Want to share your content on R-bloggers? click here if you have a blog, or here if you don't.

I was listening to episode 135 of ‘Not so standard deviations’ – Moderate confidence The hosts, Hilary and Roger talked about when to use tidymodels packages and when not. Here are my 2 cents for when I think it makes sense to use these packages and when not:

### When not

• you are always using GLM models. (they are very flexible!) it makes no sense to me to go for the extra {parsnip} layer if you are always using the same models. You could still consider using recipes to feature engineer.
• If you are familiar with the kind of data and what models will work on that data. Basically you are an expert on this field and have worked on it for many years. There is no need to experiment.

### When to use it

• To make the steps very clear, when you work in a team, or when you have to come back to your code in a month, I really appreciate the clear verbs and consistent steps. I also think this readability is great for newcomers to R (maybe from another language)
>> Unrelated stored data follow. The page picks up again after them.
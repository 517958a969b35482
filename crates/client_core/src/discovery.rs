//! Root-resource discovery through RFC 8288 `Link` headers.

use reqwest::{header::LINK, Client};
use shared::protocol::{INDEX_LINK_REL, PREDICT_LINK_REL};
use tracing::{debug, info};
use url::Url;

use crate::{
    error::RequestFailed,
    prediction::{check_status, parse_url},
};

#[derive(Debug, Clone, PartialEq, Eq)]
pub struct LinkEntry {
    pub target: String,
    pub rels: Vec<String>,
}

#[derive(Debug, Clone, Default, PartialEq, Eq)]
pub struct ServiceLinks {
    pub index: Option<Url>,
    pub predict: Option<Url>,
}

pub async fn discover(http: &Client, root_url: &str) -> Result<ServiceLinks, RequestFailed> {
    let root = parse_url(root_url)?;
    let response = check_status(http.get(root.clone()).send().await?).await?;

    let mut entries = Vec::new();
    for value in response.headers().get_all(LINK) {
        match value.to_str() {
            Ok(raw) => entries.extend(parse_link_header(raw)),
            Err(_) => debug!("skipping non-ascii Link header"),
        }
    }

    let links = resolve_links(&root, &entries);
    info!(
        root = %root,
        predict = ?links.predict.as_ref().map(Url::as_str),
        "discovered service links"
    );
    Ok(links)
}

pub fn resolve_links(root: &Url, entries: &[LinkEntry]) -> ServiceLinks {
    let find = |rel: &str| {
        entries
            .iter()
            .find(|entry| entry.rels.iter().any(|r| r.eq_ignore_ascii_case(rel)))
            .and_then(|entry| root.join(&entry.target).ok())
    };
    ServiceLinks {
        index: find(INDEX_LINK_REL),
        predict: find(PREDICT_LINK_REL),
    }
}

/// Parses one `Link` header value, which may hold several comma-separated links.
pub fn parse_link_header(raw: &str) -> Vec<LinkEntry> {
    split_links(raw)
        .into_iter()
        .filter_map(|link| {
            let link = link.trim();
            let rest = link.strip_prefix('<')?;
            let (target, params) = rest.split_once('>')?;
            let rels = params
                .split(';')
                .filter_map(|param| {
                    let (name, value) = param.split_once('=')?;
                    name.trim()
                        .eq_ignore_ascii_case("rel")
                        .then(|| value.trim().trim_matches('"').to_string())
                })
                .flat_map(|value| {
                    value
                        .split_whitespace()
                        .map(str::to_string)
                        .collect::<Vec<_>>()
                })
                .collect();
            Some(LinkEntry {
                target: target.trim().to_string(),
                rels,
            })
        })
        .collect()
}

// Commas inside `<...>` or quoted params do not separate links.
fn split_links(raw: &str) -> Vec<&str> {
    let mut parts = Vec::new();
    let mut in_target = false;
    let mut in_quotes = false;
    let mut start = 0;
    for (idx, ch) in raw.char_indices() {
        match ch {
            '<' if !in_quotes => in_target = true,
            '>' if !in_quotes => in_target = false,
            '"' if !in_target => in_quotes = !in_quotes,
            ',' if !in_target && !in_quotes => {
                parts.push(&raw[start..idx]);
                start = idx + 1;
            }
            _ => {}
        }
    }
    parts.push(&raw[start..]);
    parts
}

#[cfg(test)]
mod tests {
    use super::*;

    #[test]
    fn parses_multiple_links_in_one_value() {
        let entries = parse_link_header(
            r#"<http://h:8080/index.html>; rel="index", <http://h:8080/predict>; rel="restconf""#,
        );
        assert_eq!(
            entries,
            vec![
                LinkEntry {
                    target: "http://h:8080/index.html".into(),
                    rels: vec!["index".into()],
                },
                LinkEntry {
                    target: "http://h:8080/predict".into(),
                    rels: vec!["restconf".into()],
                },
            ]
        );
    }

    #[test]
    fn keeps_commas_inside_targets_and_quotes() {
        let entries = parse_link_header(r#"<http://h/a,b>; rel="next restconf"; title="x, y""#);
        assert_eq!(entries.len(), 1);
        assert_eq!(entries[0].target, "http://h/a,b");
        assert_eq!(entries[0].rels, vec!["next", "restconf"]);
    }

    #[test]
    fn skips_garbage_and_resolves_relative_targets() {
        let root = Url::parse("http://svc:9000/").expect("root");
        let mut entries = parse_link_header("not a link");
        assert!(entries.is_empty());
        entries.extend(parse_link_header("</predict>; rel=restconf"));

        let links = resolve_links(&root, &entries);
        assert_eq!(
            links.predict.as_ref().map(Url::as_str),
            Some("http://svc:9000/predict")
        );
        assert_eq!(links.index, None);
    }
}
• experimenting with models to get a feel for the problem and solution space, I don’t know yet what model will work, so I try examples of different classes:decision trees, linear models, knn. To get a feel for the problem and solutions. (I’m sorry Roger, this does feel like kaggle)

• modular approach to improving your machine learning pipelines, You often end up with one model that works well and develop feature engineering ({recipes}) next, tuning ({tune}) later. Trying out new models is so much better when the syntax/ arguments is clear!

• turning exploration into production code. Ideally you cut out your working model code and deploy only that with some added logging to production (whatever that means to you). Here is where the plugability really shines. Maybe you don’t need the feature engineering? don’t use the recipes part, maybe your model hyper parameters fall within a certain range? make a small interval around that range. (with warnings when the hyperparameters fall outside of the known range?)

Right now, I’m a consultant, that means solving different problems with different data. When the tools remain the same but allow me to be very flexible I’m very happy! I feel the tools in tidymodels are like a car mechanic’s toolbox. For certain problems you grab a special tool, for others the basic ones, but they all work together. Most car mechanic tools work with the same pneumatic system and you can just swap out the tool while the framework remains the same.

### Notes

Question asked by @hspter and @rdpeng In episode 135 – moderate confidence.